To learn the lesson of how to live is more important than any psychic or occult learning.

Hazrat Pir-o-Murshid Inayat Khan

Related Material by Pir-o-Murshid Inayat Khan

Compiled by Wahiduddin Richard Shelquist – wahiduddin.net

To learn the lesson of how to live is more important than any psychic or occult learning. Every day we think we have learned the lesson, But if we had, the world would have become a heaven for us now. We may seek the higher knowledge or the higher things, but the very smallest thing, the control of all the creatures of the mind, which seems as nothing compared with the higher knowledge, once learnt and acted upon is greater than all. …

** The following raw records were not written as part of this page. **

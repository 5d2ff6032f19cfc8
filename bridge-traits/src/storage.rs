//! Durable Key-Value Storage
//!
//! The session record (access token, refresh token, identity, expiry) is
//! persisted through this trait so it survives a restart. Hosts choose the
//! backing: a JSON file, the OS keychain, or browser storage.

use async_trait::async_trait;

use crate::error::Result;

/// Durable string key-value store
///
/// # Requirements
///
/// Implementations MUST:
/// - Return `Ok(None)` for a key that was never written or was removed
/// - Treat `remove` of a missing key as success
/// - Make a completed `set_string` visible to every later `get_string`,
///   including after a process restart
///
/// Stored values are credentials. Implementations must never log them.
///
/// # Example
///
/// ```ignore
/// use bridge_traits::storage::KeyValueStore;
///
/// async fn remember(store: &dyn KeyValueStore, token: &str) -> Result<()> {
///     store.set_string("accessToken", token).await
/// }
/// ```
#[async_trait]
pub trait KeyValueStore: Send + Sync {
    /// Read a value.
    async fn get_string(&self, key: &str) -> Result<Option<String>>;

    /// Write a value, replacing any previous one.
    async fn set_string(&self, key: &str, value: &str) -> Result<()>;

    /// Delete a value. Missing keys are not an error.
    async fn remove(&self, key: &str) -> Result<()>;

    async fn has_key(&self, key: &str) -> Result<bool> {
        Ok(self.get_string(key).await?.is_some())
    }

    /// Write several values.
    ///
    /// The default writes them one by one; adapters that can commit a batch
    /// atomically (e.g. a single file rewrite) should override this.
    async fn set_many(&self, entries: &[(String, String)]) -> Result<()> {
        for (key, value) in entries {
            self.set_string(key, value).await?;
        }
        Ok(())
    }

    /// Delete several values, attempting every key and reporting the first failure.
    async fn remove_many(&self, keys: &[String]) -> Result<()> {
        let mut first_error = None;
        for key in keys {
            if let Err(e) = self.remove(key).await {
                first_error.get_or_insert(e);
            }
        }
        match first_error {
            Some(e) => Err(e),
            None => Ok(()),
        }
    }
}

#[cfg(test)]
mod tests {
    use super::*;
    use crate::error::BridgeError;
    use mockall::mock;
    use mockall::predicate::eq;

    mock! {
        KeyValueStore {}

        #[async_trait]
        impl KeyValueStore for KeyValueStore {
            async fn get_string(&self, key: &str) -> Result<Option<String>>;
            async fn set_string(&self, key: &str, value: &str) -> Result<()>;
            async fn remove(&self, key: &str) -> Result<()>;
        }
    }

    #[tokio::test]
    async fn test_has_key_uses_get_string() {
        let mut store = MockKeyValueStore::new();
        store
            .expect_get_string()
            .with(eq("accessToken"))
            .returning(|_| Ok(Some("at-1".to_string())));
        store
            .expect_get_string()
            .with(eq("refreshToken"))
            .returning(|_| Ok(None));

        assert!(store.has_key("accessToken").await.unwrap());
        assert!(!store.has_key("refreshToken").await.unwrap());
    }

    #[tokio::test]
    async fn test_set_many_writes_each_entry() {
        let mut store = MockKeyValueStore::new();
        store.expect_set_string().times(2).returning(|_, _| Ok(()));

        let entries = vec![
            ("accessToken".to_string(), "at-1".to_string()),
            ("refreshToken".to_string(), "rt-1".to_string()),
        ];
        store.set_many(&entries).await.unwrap();
    }

    #[tokio::test]
    async fn test_remove_many_attempts_all_keys() {
        let mut store = MockKeyValueStore::new();
        store
            .expect_remove()
            .with(eq("accessToken"))
            .times(1)
            .returning(|_| Err(BridgeError::Storage("locked".to_string())));
        store
            .expect_remove()
            .with(eq("refreshToken"))
            .times(1)
            .returning(|_| Ok(()));

        let keys = vec!["accessToken".to_string(), "refreshToken".to_string()];
        let result = store.remove_many(&keys).await;
        assert!(matches!(result, Err(BridgeError::Storage(_))));
    }
}
//! # Session Module
//!
//! Authenticated transport for a GraphQL gateway.
//!
//! ## Overview
//!
//! Attaches the current bearer token to every operation, recovers from
//! authentication failures with a single shared token refresh and replays
//! the failed operations afterwards. Credentials persist across restarts
//! through the host's key-value storage.
//!
//! ## Features
//!
//! - Single-flight refresh: concurrent failures trigger one exchange
//! - Proactive refresh shortly before the access token expires
//! - Forced-logout notification when the session cannot be renewed
//! - Durable session restore on startup

pub mod coordinator;
pub mod error;
pub mod manager;
pub mod pipeline;
pub mod refresh;
pub mod scheduler;
pub mod store;
pub mod types;

pub use coordinator::RefreshCoordinator;
pub use error::{RefreshFailure, Result, SessionError};
pub use manager::SessionManager;
pub use pipeline::RequestPipeline;
pub use refresh::{GraphQlRefreshClient, RefreshClient};
pub use scheduler::ProactiveScheduler;
pub use store::{Generation, SessionStore};
pub use types::{
    CredentialBundle, GraphQlError, GraphQlRequest, GraphQlResponse, Identity, Session, TokenGrant,
};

Our selfishness shows itself in wanting to get the better of our fellow beings. If we developed humanity [ humaneness, benevolence ] we should do differently. We should be satisfied with a slice of bread if there were another in need, but as it is, it happens that even when we are fed ourselves, we do not wish anyone else to share the food. The human heart can only be really satisfied by knowing that the other person is happy. True pleasure lies in the sharing of joy with another. [ In the Buddhist teachings this sympathetic or vicarious joy is called Mudita — Muiz ] From the day that we realize this we begin to act as human beings; hitherto we have not done so even though we have human forms.

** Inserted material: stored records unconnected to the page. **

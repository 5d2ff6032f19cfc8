use thiserror::Error;

#[derive(Error, Debug)]
pub enum Error {
    #[error("Configuration error: {0}")]
    Config(String),

    #[error("Capability missing: {capability} - {message}")]
    CapabilityMissing { capability: String, message: String },

    #[error("Logging initialization failed: {0}")]
    Logging(String),

    #[error("Bridge error: {0}")]
    Bridge(#[from] bridge_traits::BridgeError),
}

pub type Result<T> = std::result::Result<T, Error>;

The hustle and bustle of life leaves us very little time to think of our general condition. The only news we receive is from the newspapers, and so we depend upon the papers for our ideas; and the intoxication of life leaves us very little time to think about the real meaning of life. When we look around us and consider the condition of the nations today, we find that in spite of all the progress, there is an increase in ill-feeling between them. Friendship only exists for self-interest. A nation only thinks about its own interest whether it has to deal with friend or enemy. …

What is needed today is an education that will teach humanity to feel the essence of its religion in everyday life. We are not put upon this earth to be an angel. We need not be praying in church all day long, nor go into the wilderness. We need only to better understand life. We must learn to set apart a certain time in the day to think about our own life and doings. We must ask ourselves, ‘Have I done an honest deed today? Have I proved myself worthy in that place, in that capacity?’ In this way, we can make our everyday life a prayer. …

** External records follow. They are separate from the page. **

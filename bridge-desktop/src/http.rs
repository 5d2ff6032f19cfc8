//! HTTP Client Implementation using Reqwest

use async_trait::async_trait;
use bridge_traits::{
    error::{BridgeError, Result},
    http::{HttpClient, HttpMethod, HttpRequest, HttpResponse, RetryPolicy},
};
use reqwest::Client;
use std::collections::HashMap;
use std::time::Duration;
use tokio::time::sleep;
use tracing::{debug, warn};

const USER_AGENT: &str = concat!("gateway-client/", env!("CARGO_PKG_VERSION"));

/// Reqwest-based HTTP client
///
/// Sends each request exactly once unless a [`RetryPolicy`] is configured
/// with [`ReqwestHttpClient::with_retry_policy`]. Retries only cover
/// transport failures, 429 and 5xx; a 401 always goes straight back to the
/// caller so the session core can react to it.
pub struct ReqwestHttpClient {
    client: Client,
    retry_policy: RetryPolicy,
}

impl ReqwestHttpClient {
    /// Create a client with a 30 second overall timeout
    pub fn new() -> Result<Self> {
        Self::with_timeout(Duration::from_secs(30))
    }

    pub fn with_timeout(timeout: Duration) -> Result<Self> {
        let client = Client::builder()
            .timeout(timeout)
            .connect_timeout(Duration::from_secs(10))
            .pool_max_idle_per_host(10)
            .user_agent(USER_AGENT)
            .build()
            .map_err(|e| {
                BridgeError::NotAvailable(format!("Failed to build HTTP client: {}", e))
            })?;

        Ok(Self::with_client(client))
    }

    /// Wrap a preconfigured reqwest client
    pub fn with_client(client: Client) -> Self {
        Self {
            client,
            retry_policy: RetryPolicy::none(),
        }
    }

    pub fn with_retry_policy(mut self, policy: RetryPolicy) -> Self {
        self.retry_policy = policy;
        self
    }

    fn convert_method(method: HttpMethod) -> reqwest::Method {
        match method {
            HttpMethod::Get => reqwest::Method::GET,
            HttpMethod::Post => reqwest::Method::POST,
            HttpMethod::Put => reqwest::Method::PUT,
            HttpMethod::Patch => reqwest::Method::PATCH,
            HttpMethod::Delete => reqwest::Method::DELETE,
            HttpMethod::Head => reqwest::Method::HEAD,
        }
    }

    fn build_request(&self, request: HttpRequest) -> reqwest::RequestBuilder {
        let method = Self::convert_method(request.method);
        let mut req = self.client.request(method, &request.url);

        for (key, value) in request.headers {
            req = req.header(key, value);
        }

        if let Some(body) = request.body {
            req = req.body(body);
        }

        if let Some(timeout) = request.timeout {
            req = req.timeout(timeout);
        }

        req
    }

    fn map_send_error(e: reqwest::Error, timeout: Option<Duration>) -> BridgeError {
        if e.is_timeout() {
            BridgeError::Timeout(timeout.unwrap_or_default())
        } else if e.is_connect() {
            BridgeError::OperationFailed(format!("Connection failed: {}", e))
        } else {
            BridgeError::OperationFailed(e.to_string())
        }
    }

    fn is_retryable_status(status: u16) -> bool {
        status == 429 || status >= 500
    }

    async fn read_response(response: reqwest::Response) -> Result<HttpResponse> {
        let status = response.status().as_u16();
        let headers: HashMap<String, String> = response
            .headers()
            .iter()
            .filter_map(|(k, v)| v.to_str().ok().map(|s| (k.to_string(), s.to_string())))
            .collect();

        let body = response
            .bytes()
            .await
            .map_err(|e| BridgeError::OperationFailed(e.to_string()))?;

        Ok(HttpResponse {
            status,
            headers,
            body,
        })
    }

    async fn run(&self, request: HttpRequest, policy: &RetryPolicy) -> Result<HttpResponse> {
        let max_attempts = policy.max_attempts.max(1);
        let mut attempt = 1;

        loop {
            debug!(
                attempt,
                max_attempts,
                url = %request.url,
                "Executing HTTP request"
            );

            let last_attempt = attempt >= max_attempts;
            let outcome = self.build_request(request.clone()).send().await;

            match outcome {
                Ok(response) => {
                    let status = response.status().as_u16();
                    if last_attempt || !Self::is_retryable_status(status) {
                        return Self::read_response(response).await;
                    }
                    warn!(status, attempt, "HTTP request failed with retryable status");
                }
                Err(e) => {
                    warn!(error = %e, attempt, "HTTP request failed");
                    if last_attempt {
                        return Err(Self::map_send_error(e, request.timeout));
                    }
                }
            }

            let delay = policy.delay_for(attempt);
            debug!(delay_ms = delay.as_millis() as u64, "Retrying after delay");
            sleep(delay).await;
            attempt += 1;
        }
    }
}

#[async_trait]
impl HttpClient for ReqwestHttpClient {
    async fn execute(&self, request: HttpRequest) -> Result<HttpResponse> {
        self.run(request, &self.retry_policy).await
    }

    async fn execute_with_retry(
        &self,
        request: HttpRequest,
        policy: RetryPolicy,
    ) -> Result<HttpResponse> {
        self.run(request, &policy).await
    }
}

[ This is a reference to the Islamic religious practice, and the Sufi mystical exercise of Muhaasibah, or Muhaasibat an-nafs (محاسبة النفس), from the root H-S-B. The Divine Name Al-Hasiib (also written Hasib or Haseeb), comes from the same root. Physicians of the Heart says that Al-Haseeb is the “action of the accounting of the full meaning of everything”, in the grammatical form of short ‘a’ long ‘ee’ which means Omnipresence, touching all points everywhere. Muhaasibah is a daily practice of loving, honest, and sober observation. It is a retrospection, self-examination with self-accountability, while remembering that this honest evaluation is held within the container of Divine Mercy. In equanimity one evaluates one’s internal and external behaviors and motivations and the impact they have on one’s Heart and on other, taking full responsibility for them. As such, it is not at all a self-flagellation, or condemnation, or judgmental punishment. Rather working to become completely accountable in this loving and forgiving way allows for a new beginning of what is possible. It brings Realization. — Muiz ]

The need of the world today is not learning, but how to become considerate towards one another. To try and find out in what way happiness can be brought about, and in this way to realize that peace, which is the longing of every soul; and to impart it to others, thereby attaining our life’s goal, the sublimity of life.

Commentary by Murshid S.A.M. (Sufi Ahmed Murad) Samuel L. Lewis

Transcendental knowledge which is confined to the universe of limitation is subject to limitation. The knowledge of the psychic realm may take one beyond earth, but it does not take one to God. The knowledge of the mental and psychic and physical may seem to be without limit, yet it is nothing compared to the knowledge which transcends these spheres. Even all the heart can give as heart alone, separated from the pure stream of life, even that, which appears unlimited to the intellectual, even that is nothing to the comprehension of life itself which comes through self-sacrifice, through union with the source of all things and thoughts.